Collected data
//! Bounded retry for transient address failures.
//!
//! # Responsibilities
//! - Cap attempts per address per cycle
//! - Space attempts with exponential backoff + jitter
//!
//! # Design Decisions
//! - Only `AddressError::Transient` is retried; the caller decides that
//! - Whatever is still failing after the last attempt waits for the next cycle

use std::time::Duration;

use rand::Rng;

use crate::config::schema::RetryConfig;

#[derive(Debug, Clone, Copy, PartialEq, Eq)]
pub struct RetryPolicy {
    max_attempts: u32,
    base_delay_ms: u64,
    max_delay_ms: u64,
}

impl RetryPolicy {
    pub fn new(max_attempts: u32, base_delay_ms: u64, max_delay_ms: u64) -> Self {
        Self {
            max_attempts: max_attempts.max(1),
            base_delay_ms,
            max_delay_ms,
        }
    }

    /// Total attempts, including the first.
    pub fn max_attempts(&self) -> u32 {
        self.max_attempts
    }

    /// Whether another attempt is allowed after `attempt` (1-based) failed.
    pub fn should_retry(&self, attempt: u32) -> bool {
        attempt < self.max_attempts
    }

    /// Delay before retrying after `attempt` failed.
    pub fn delay_for(&self, attempt: u32) -> Duration {
        calculate_backoff(attempt, self.base_delay_ms, self.max_delay_ms)
    }
}

impl From<&RetryConfig> for RetryPolicy {
    fn from(config: &RetryConfig) -> Self {
        Self::new(config.max_attempts, config.base_delay_ms, config.max_delay_ms)
    }
}

impl Default for RetryPolicy {
    fn default() -> Self {
        Self::from(&RetryConfig::default())
    }
}

/// Exponential backoff capped at `max_ms`, plus up to 10% jitter.
pub fn calculate_backoff(attempt: u32, base_ms: u64, max_ms: u64) -> Duration {
    if attempt == 0 {
        return Duration::ZERO;
    }

    let factor = 2u64.saturating_pow(attempt - 1);
    let capped = base_ms.saturating_mul(factor).min(max_ms);

    let jitter_range = capped / 10;
    let jitter = if jitter_range > 0 {
        rand::thread_rng().gen_range(0..jitter_range)
    } else {
        0
    };

    Duration::from_millis(capped + jitter)
}

#[cfg(test)]
mod tests {
    use super::*;

    #[test]
    fn test_backoff_grows_and_caps() {
        assert_eq!(calculate_backoff(0, 100, 1000), Duration::ZERO);

        let first = calculate_backoff(1, 100, 1000).as_millis();
        assert!((100..110).contains(&first));

        let second = calculate_backoff(2, 100, 1000).as_millis();
        assert!((200..220).contains(&second));

        let capped = calculate_backoff(30, 100, 1000).as_millis();
        assert!((1000..1100).contains(&capped));
    }

    #[test]
    fn test_attempt_bound() {
        let policy = RetryPolicy::new(3, 10, 100);
        assert!(policy.should_retry(1));
        assert!(policy.should_retry(2));
        assert!(!policy.should_retry(3));
    }

    #[test]
    fn test_zero_attempts_still_tries_once() {
        let policy = RetryPolicy::new(0, 10, 100);
        assert_eq!(policy.max_attempts(), 1);
        assert!(!policy.should_retry(1));
    }
}
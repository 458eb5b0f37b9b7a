//! Health checking subsystem.
//!
//! # Data Flow
//! ```text
//! Polling tick
//!     → probe.rs (run_probe: hard deadline, every error folded into ProbeResult)
//!     → dns.rs | tcp.rs | http.rs | command.rs (the actual check)
//!     → state.rs (success → Healthy, anything else → Unhealthy)
//! ```
//!
//! # Design Decisions
//! - Probes never propagate errors to the caller
//! - Ambiguity is failure: stale routes are worse than a withdrawn address
//! - The mechanism is chosen by configuration; DNS is the default

pub mod command;
pub mod dns;
pub mod http;
pub mod probe;
pub mod state;
pub mod tcp;

use std::net::SocketAddr;

use thiserror::Error;

use crate::config::schema::{ProbeConfig, ProbeKind};

pub use command::CommandProbe;
pub use dns::DnsProbe;
pub use http::HttpProbe;
pub use probe::{run_probe, HealthProbe, ProbeError, ProbeResult};
pub use state::HealthState;
pub use tcp::TcpProbe;

/// A probe could not be constructed from its configuration.
#[derive(Debug, Clone, PartialEq, Eq, Error)]
#[error("invalid probe configuration: {0}")]
pub struct ProbeConfigError(pub String);

/// Build the configured probe.
pub fn build_probe(config: &ProbeConfig) -> Result<Box<dyn HealthProbe>, ProbeConfigError> {
    let probe: Box<dyn HealthProbe> = match config.kind {
        ProbeKind::Dns => {
            let server: SocketAddr = config
                .server
                .parse()
                .map_err(|e| ProbeConfigError(format!("server `{}`: {}", config.server, e)))?;
            Box::new(DnsProbe::new(
                server,
                &config.query_name,
                &config.record_type,
                config.require_answer,
            )?)
        }
        ProbeKind::Tcp => {
            let target = required(&config.target, "target")?;
            Box::new(TcpProbe::new(target))
        }
        ProbeKind::Http => {
            let url = required(&config.url, "url")?;
            Box::new(HttpProbe::new(url, config.expected_status, config.timeout())?)
        }
        ProbeKind::Command => {
            let program = required(&config.program, "program")?;
            Box::new(CommandProbe::new(program, config.args.clone()))
        }
    };
    Ok(probe)
}

fn required<'a>(value: &'a Option<String>, field: &str) -> Result<&'a str, ProbeConfigError> {
    value
        .as_deref()
        .filter(|v| !v.is_empty())
        .ok_or_else(|| ProbeConfigError(format!("`{}` is required", field)))
}
//! Configuration management subsystem.
//!
//! # Data Flow
//! ```text
//! config file (TOML)
//!     → loader.rs (read, deserialize, apply ANYCAST_* environment overrides)
//!     → validation.rs (semantic checks)
//!     → DaemonConfig (validated, immutable for the life of the process)
//! ```
//!
//! # Design Decisions
//! - Config is immutable once loaded; the supervisor restart is the reload path
//! - All fields have defaults so a minimal file only lists the addresses
//! - Validation separates syntactic (serde) from semantic checks

pub mod loader;
pub mod schema;
pub mod validation;

pub use loader::{load_config, ConfigError};
pub use schema::{
    DaemonConfig, ObservabilityConfig, ProbeConfig, ProbeKind, RetryConfig, ShutdownConfig,
    SupervisorConfig,
};
pub use validation::{validate_config, ValidationError};
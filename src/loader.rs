//! PDF corpus loader.
//!
//! Scans a flat directory of uploaded PDFs and extracts per-page text, tagging
//! each page with its originating file name. Per-file failures (unreadable,
//! corrupt, password-protected) are skipped and reported on a side channel;
//! only a directory-level enumeration failure propagates as an error.

use anyhow::{Context, Result};
use chrono::{DateTime, Utc};
use std::path::Path;

use crate::models::{DocumentInfo, LoadedPage};

/// Result of a corpus scan: the pages that loaded plus the file names that
/// had to be skipped.
#[derive(Debug, Default)]
pub struct LoadOutcome {
    pub pages: Vec<LoadedPage>,
    pub skipped: Vec<String>,
}

fn is_pdf_name(name: &str) -> bool {
    name.to_ascii_lowercase().ends_with(".pdf")
}

/// Collect the PDF file names in `dir`, sorted for deterministic ordering.
/// An absent directory yields an empty list, distinguishing "no corpus yet"
/// from a load failure.
fn pdf_entries(dir: &Path) -> Result<Vec<String>> {
    if !dir.exists() {
        return Ok(Vec::new());
    }

    let mut names = Vec::new();
    let entries = std::fs::read_dir(dir)
        .with_context(|| format!("Failed to enumerate corpus directory: {}", dir.display()))?;
    for entry in entries {
        let entry =
            entry.with_context(|| format!("Failed to read entry in {}", dir.display()))?;
        let name = entry.file_name().to_string_lossy().to_string();
        if is_pdf_name(&name) {
            names.push(name);
        }
    }

    names.sort();
    Ok(names)
}

/// True if `dir` exists and contains at least one PDF. An absent directory
/// reads as an empty corpus; an enumeration failure (unreadable path,
/// non-directory) is an error, not emptiness.
pub fn has_documents(dir: &Path) -> Result<bool> {
    Ok(!pdf_entries(dir)?.is_empty())
}

/// Load every readable PDF in `dir` into per-page [`LoadedPage`]s.
///
/// Each extracted page carries `source = <file name>` and a 1-based page
/// number. Pages whose extracted text is blank are dropped. A single corrupt
/// document never aborts ingestion of the rest.
pub fn load_corpus(dir: &Path) -> Result<LoadOutcome> {
    let mut outcome = LoadOutcome::default();

    for name in pdf_entries(dir)? {
        let path = dir.join(&name);

        match std::fs::metadata(&path) {
            Ok(m) if m.is_file() => {}
            Ok(_) => {
                tracing::warn!(file = %name, "skipping non-regular corpus entry");
                outcome.skipped.push(name);
                continue;
            }
            Err(e) => {
                tracing::warn!(file = %name, error = %e, "skipping unreadable corpus entry");
                outcome.skipped.push(name);
                continue;
            }
        }

        let bytes = match std::fs::read(&path) {
            Ok(b) => b,
            Err(e) => {
                tracing::warn!(file = %name, error = %e, "skipping unreadable PDF");
                outcome.skipped.push(name);
                continue;
            }
        };

        let pages = match pdf_extract::extract_text_from_mem_by_pages(&bytes) {
            Ok(p) => p,
            Err(e) => {
                tracing::warn!(file = %name, error = %e, "skipping PDF that failed extraction");
                outcome.skipped.push(name);
                continue;
            }
        };

        for (i, text) in pages.into_iter().enumerate() {
            if text.trim().is_empty() {
                continue;
            }
            outcome.pages.push(LoadedPage {
                source: name.clone(),
                page: i + 1,
                text,
            });
        }
    }

    Ok(outcome)
}

/// List the corpus for display: name, size, and modification time per PDF.
/// Follows the same absent-directory and per-file tolerance rules as
/// [`load_corpus`].
pub fn list_documents(dir: &Path) -> Result<Vec<DocumentInfo>> {
    let mut docs = Vec::new();

    for name in pdf_entries(dir)? {
        let path = dir.join(&name);
        let metadata = match std::fs::metadata(&path) {
            Ok(m) if m.is_file() => m,
            Ok(_) | Err(_) => continue,
        };

        let modified = metadata
            .modified()
            .unwrap_or(std::time::SystemTime::UNIX_EPOCH);
        let modified: DateTime<Utc> = modified.into();

        docs.push(DocumentInfo {
            name,
            size: metadata.len(),
            modified,
        });
    }

    Ok(docs)
}
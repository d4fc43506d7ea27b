//! # pdfchat
//!
//! Retrieval-augmented question answering over a mutable corpus of uploaded
//! PDF documents. Relevant document fragments are retrieved by semantic
//! similarity and fed, together with prior conversation turns, into a
//! language model to produce a sourced answer.
//!
//! ## Architecture
//!
//! ```text
//! ┌──────────┐   ┌──────────┐   ┌──────────────┐
//! │  Loader  │──▶│ Chunker  │──▶│ Vector Index │  (lazy build,
//! │ PDF/page │   │ overlap  │   │  in-memory   │   invalidated on
//! └──────────┘   └──────────┘   └──────┬───────┘   corpus mutation)
//!                                      │
//!                               ┌──────▼───────┐   ┌────────────┐
//!                               │  ChatEngine  │──▶│ Chat Store │
//!                               │ retrieve+LLM │   │  NNN.json  │
//!                               └──────┬───────┘   └────────────┘
//!                                      │
//!                          ┌───────────┴──────────┐
//!                          ▼                      ▼
//!                     ┌─────────┐            ┌─────────┐
//!                     │   CLI   │            │  HTTP   │
//!                     └─────────┘            └─────────┘
//! ```
//!
//! ## Modules
//!
//! | Module | Purpose |
//! |--------|---------|
//! | [`config`] | TOML configuration parsing |
//! | [`models`] | Core data types |
//! | [`loader`] | Per-page PDF text extraction |
//! | [`chunker`] | Fixed-size overlapping text chunking |
//! | [`embedding`] | Embedding provider abstraction |
//! | [`llm`] | Language-model call contract |
//! | [`index`] | In-memory vector similarity index |
//! | [`engine`] | Conversational retrieval engine |
//! | [`chats`] | Persisted chat sessions |
//! | [`server`] | HTTP API |

pub mod chats;
pub mod chunker;
pub mod config;
pub mod embedding;
pub mod engine;
pub mod index;
pub mod llm;
pub mod loader;
pub mod models;
pub mod server;
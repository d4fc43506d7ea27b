//! Fixed-size overlapping text chunker.
//!
//! Splits each loaded page into fragments of at most `chunk_size` characters
//! with `chunk_overlap` characters shared between adjacent fragments, so that
//! sentence-critical content near a boundary survives in at least one
//! fragment. Window cuts snap back to the nearest whitespace inside the
//! window when one exists, bounding mid-word splits. Splitting is
//! deterministic and every fragment inherits its page's provenance unchanged.

use crate::models::{Fragment, LoadedPage};

/// Split all pages into fragments. Empty input yields empty output.
pub fn chunk_pages(
    pages: Vec<LoadedPage>,
    chunk_size: usize,
    chunk_overlap: usize,
) -> Vec<Fragment> {
    let mut fragments = Vec::new();

    for page in pages {
        for (_, text) in split_with_offsets(&page.text, chunk_size, chunk_overlap) {
            fragments.push(Fragment {
                text,
                source: page.source.clone(),
                page: page.page,
            });
        }
    }

    fragments
}

/// Split `text` into overlapping windows, returning each window's starting
/// char offset alongside its text. Offsets make the reassembly invariant
/// checkable: dropping each window's leading overlap and concatenating
/// recovers the original text.
pub fn split_with_offsets(
    text: &str,
    chunk_size: usize,
    chunk_overlap: usize,
) -> Vec<(usize, String)> {
    debug_assert!(chunk_overlap < chunk_size, "overlap must be < chunk size");

    let chars: Vec<char> = text.chars().collect();
    if chars.is_empty() {
        return Vec::new();
    }

    let mut out = Vec::new();
    let mut start = 0usize;

    loop {
        let window_end = (start + chunk_size).min(chars.len());

        // Snap the cut back to just after the last whitespace in the window,
        // unless the window already reaches the end of the text.
        let mut cut = window_end;
        if window_end < chars.len() {
            if let Some(ws) = (start + 1..window_end).rev().find(|&i| chars[i].is_whitespace()) {
                cut = ws + 1;
            }
        }

        out.push((start, chars[start..cut].iter().collect()));

        if cut >= chars.len() {
            break;
        }
        // Next window re-covers `chunk_overlap` chars; always make progress.
        start = cut.saturating_sub(chunk_overlap).max(start + 1);
    }

    out
}
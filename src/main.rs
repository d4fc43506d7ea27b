//! # pdfchat CLI
//!
//! The `pdfchat` binary answers questions about a directory of uploaded PDF
//! documents, either one-shot from the terminal or as an HTTP service.
//!
//! ## Usage
//!
//! ```bash
//! pdfchat --config ./config/pdfchat.toml <command>
//! ```
//!
//! ## Commands
//!
//! | Command | Description |
//! |---------|-------------|
//! | `pdfchat serve` | Start the HTTP API server |
//! | `pdfchat ask "<question>"` | Ask a question and print the sourced answer |
//! | `pdfchat documents` | List the PDF corpus |
//! | `pdfchat chats list` | List persisted chat sessions |
//! | `pdfchat chats show <id>` | Print a session's full turn list |
//! | `pdfchat chats delete <id>` | Delete a session |

use clap::{Parser, Subcommand};
use std::path::PathBuf;
use std::sync::Arc;

use pdfchat::chats::ChatStore;
use pdfchat::config;
use pdfchat::embedding::create_embedder;
use pdfchat::engine::ChatEngine;
use pdfchat::llm::create_chat_model;
use pdfchat::loader;
use pdfchat::models::ChatTurn;

/// pdfchat — retrieval-augmented question answering over uploaded PDFs.
#[derive(Parser)]
#[command(
    name = "pdfchat",
    about = "Ask questions about a directory of PDF documents",
    version
)]
struct Cli {
    /// Path to configuration file (TOML).
    #[arg(long, global = true, default_value = "./config/pdfchat.toml")]
    config: PathBuf,

    #[command(subcommand)]
    command: Commands,
}

#[derive(Subcommand)]
enum Commands {
    /// Start the HTTP API server.
    Serve,

    /// Ask a question and print the answer with its sources.
    ///
    /// Without `--chat`, a new session is created under the lowest free
    /// numeric ID; with it, the turn continues that session.
    Ask {
        /// The question to ask.
        question: String,

        /// Continue an existing chat session by ID (e.g. `005`).
        #[arg(long)]
        chat: Option<String>,
    },

    /// List the PDF corpus with sizes and modification times.
    Documents,

    /// Inspect and manage persisted chat sessions.
    Chats {
        #[command(subcommand)]
        action: ChatsAction,
    },
}

#[derive(Subcommand)]
enum ChatsAction {
    /// List all sessions by ascending numeric ID.
    List,
    /// Print a session's full turn list.
    Show {
        /// Chat session ID.
        id: String,
    },
    /// Delete a session.
    Delete {
        /// Chat session ID.
        id: String,
    },
}

#[tokio::main]
async fn main() -> anyhow::Result<()> {
    tracing_subscriber::fmt()
        .with_env_filter(
            tracing_subscriber::EnvFilter::try_from_default_env()
                .unwrap_or_else(|_| tracing_subscriber::EnvFilter::new("info")),
        )
        .init();

    let cli = Cli::parse();
    let cfg = config::load_config(&cli.config)?;

    match cli.command {
        Commands::Serve => {
            pdfchat::server::run_server(&cfg).await?;
        }
        Commands::Ask { question, chat } => {
            let embedder = create_embedder(&cfg.embedding)?;
            let model = create_chat_model(&cfg.llm)?;
            let engine = ChatEngine::new(
                cfg.corpus.dir.clone(),
                &cfg.chunking,
                &cfg.retrieval,
                embedder,
                model,
            );
            let store = Arc::new(ChatStore::new(cfg.chats.dir.clone())?);

            let chat_id = match chat.as_deref() {
                Some(raw) => pdfchat::chats::canonical_id(raw)?,
                None => store.allocate_id().await?,
            };

            let result = engine.answer(&chat_id, &question).await;

            let turn = ChatTurn {
                question: question.clone(),
                answer: result.answer.clone(),
                sources: result.sources.clone(),
                timestamp: chrono::Utc::now(),
            };
            store.create_or_append(Some(&chat_id), turn).await?;

            println!("[chat {}]", chat_id);
            println!("{}", result.answer);
            if !result.sources.is_empty() {
                println!();
                println!("Sources:");
                for s in &result.sources {
                    println!("  {} (page {})", s.source, s.page);
                }
            }
        }
        Commands::Documents => {
            let docs = loader::list_documents(&cfg.corpus.dir)?;
            if docs.is_empty() {
                println!("No documents uploaded.");
            } else {
                println!("{:<40} {:>10}  MODIFIED", "NAME", "SIZE");
                for doc in docs {
                    println!(
                        "{:<40} {:>10}  {}",
                        doc.name,
                        doc.size,
                        doc.modified.format("%Y-%m-%d %H:%M:%S")
                    );
                }
            }
        }
        Commands::Chats { action } => {
            let store = ChatStore::new(cfg.chats.dir.clone())?;
            match action {
                ChatsAction::List => {
                    let summaries = store.list().await?;
                    if summaries.is_empty() {
                        println!("No chat sessions.");
                    } else {
                        println!("{:<6} {:<20}  FIRST QUESTION", "ID", "STARTED");
                        for s in summaries {
                            println!(
                                "{:<6} {:<20}  {}",
                                s.id,
                                s.timestamp.format("%Y-%m-%d %H:%M:%S"),
                                s.question
                            );
                        }
                    }
                }
                ChatsAction::Show { id } => {
                    let turns = store.get(&id).await?;
                    for (i, turn) in turns.iter().enumerate() {
                        println!(
                            "--- turn {} ({})",
                            i + 1,
                            turn.timestamp.format("%Y-%m-%d %H:%M:%S")
                        );
                        println!("Q: {}", turn.question);
                        println!("A: {}", turn.answer);
                        for s in &turn.sources {
                            println!("   source: {} (page {})", s.source, s.page);
                        }
                    }
                }
                ChatsAction::Delete { id } => {
                    store.delete(&id).await?;
                    println!("Chat {} deleted.", id);
                }
            }
        }
    }

    Ok(())
}
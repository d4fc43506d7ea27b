//! Shared fixtures for the integration tests.

use std::fs;
use std::path::Path;

/// Minimal valid multi-page PDF with one text line per page. Builds the body
/// then the xref with correct byte offsets so pdf-extract can parse it.
fn build_pdf(pages: &[&str]) -> Vec<u8> {
    let n = pages.len();
    let total_objs = 3 + 2 * n;
    let mut out = Vec::new();
    let mut offsets = vec![0usize; total_objs + 1];

    out.extend_from_slice(b"%PDF-1.4\n");

    offsets[1] = out.len();
    out.extend_from_slice(b"1 0 obj << /Type /Catalog /Pages 2 0 R >> endobj\n");

    offsets[2] = out.len();
    let kids = (0..n)
        .map(|i| format!("{} 0 R", 4 + 2 * i))
        .collect::<Vec<_>>()
        .join(" ");
    out.extend_from_slice(
        format!(
            "2 0 obj << /Type /Pages /Kids [{}] /Count {} >> endobj\n",
            kids, n
        )
        .as_bytes(),
    );

    offsets[3] = out.len();
    out.extend_from_slice(
        b"3 0 obj << /Type /Font /Subtype /Type1 /BaseFont /Helvetica >> endobj\n",
    );

    for (i, text) in pages.iter().enumerate() {
        let page_obj = 4 + 2 * i;
        let content_obj = 5 + 2 * i;

        offsets[page_obj] = out.len();
        out.extend_from_slice(
            format!(
                "{} 0 obj << /Type /Page /Parent 2 0 R /MediaBox [0 0 612 792] \
                 /Contents {} 0 R /Resources << /Font << /F1 3 0 R >> >> >> endobj\n",
                page_obj, content_obj
            )
            .as_bytes(),
        );

        let stream = format!("BT /F1 12 Tf 72 720 Td ({}) Tj ET\n", text);
        offsets[content_obj] = out.len();
        out.extend_from_slice(
            format!(
                "{} 0 obj << /Length {} >> stream\n{}endstream endobj\n",
                content_obj,
                stream.len(),
                stream
            )
            .as_bytes(),
        );
    }

    let xref_start = out.len();
    out.extend_from_slice(format!("xref\n0 {}\n", total_objs + 1).as_bytes());
    out.extend_from_slice(format!("{:010} 65535 f \n", 0).as_bytes());
    for obj in 1..=total_objs {
        out.extend_from_slice(format!("{:010} 00000 n \n", offsets[obj]).as_bytes());
    }
    out.extend_from_slice(
        format!(
            "trailer << /Size {} /Root 1 0 R >>\nstartxref\n{}\n%%EOF\n",
            total_objs + 1,
            xref_start
        )
        .as_bytes(),
    );

    out
}

pub fn write_pdf(dir: &Path, name: &str, pages: &[&str]) {
    fs::write(dir.join(name), build_pdf(pages)).unwrap();
}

EXERCISE BRIEF
Reproduce, character for character, only the lines of the preceding data that start at the line with "pub mod dns;" and end at the line with "#[derive(Debug, Clone, PartialEq, Eq, Error)]", both included.

RESPONSE AREA
pub mod dns;
pub mod http;
pub mod probe;
pub mod state;
pub mod tcp;

use std::net::SocketAddr;

use thiserror::Error;

use crate::config::schema::{ProbeConfig, ProbeKind};

pub use command::CommandProbe;
pub use dns::DnsProbe;
pub use http::HttpProbe;
pub use probe::{run_probe, HealthProbe, ProbeError, ProbeResult};
pub use state::HealthState;
pub use tcp::TcpProbe;

/// A probe could not be constructed from its configuration.
#[derive(Debug, Clone, PartialEq, Eq, Error)]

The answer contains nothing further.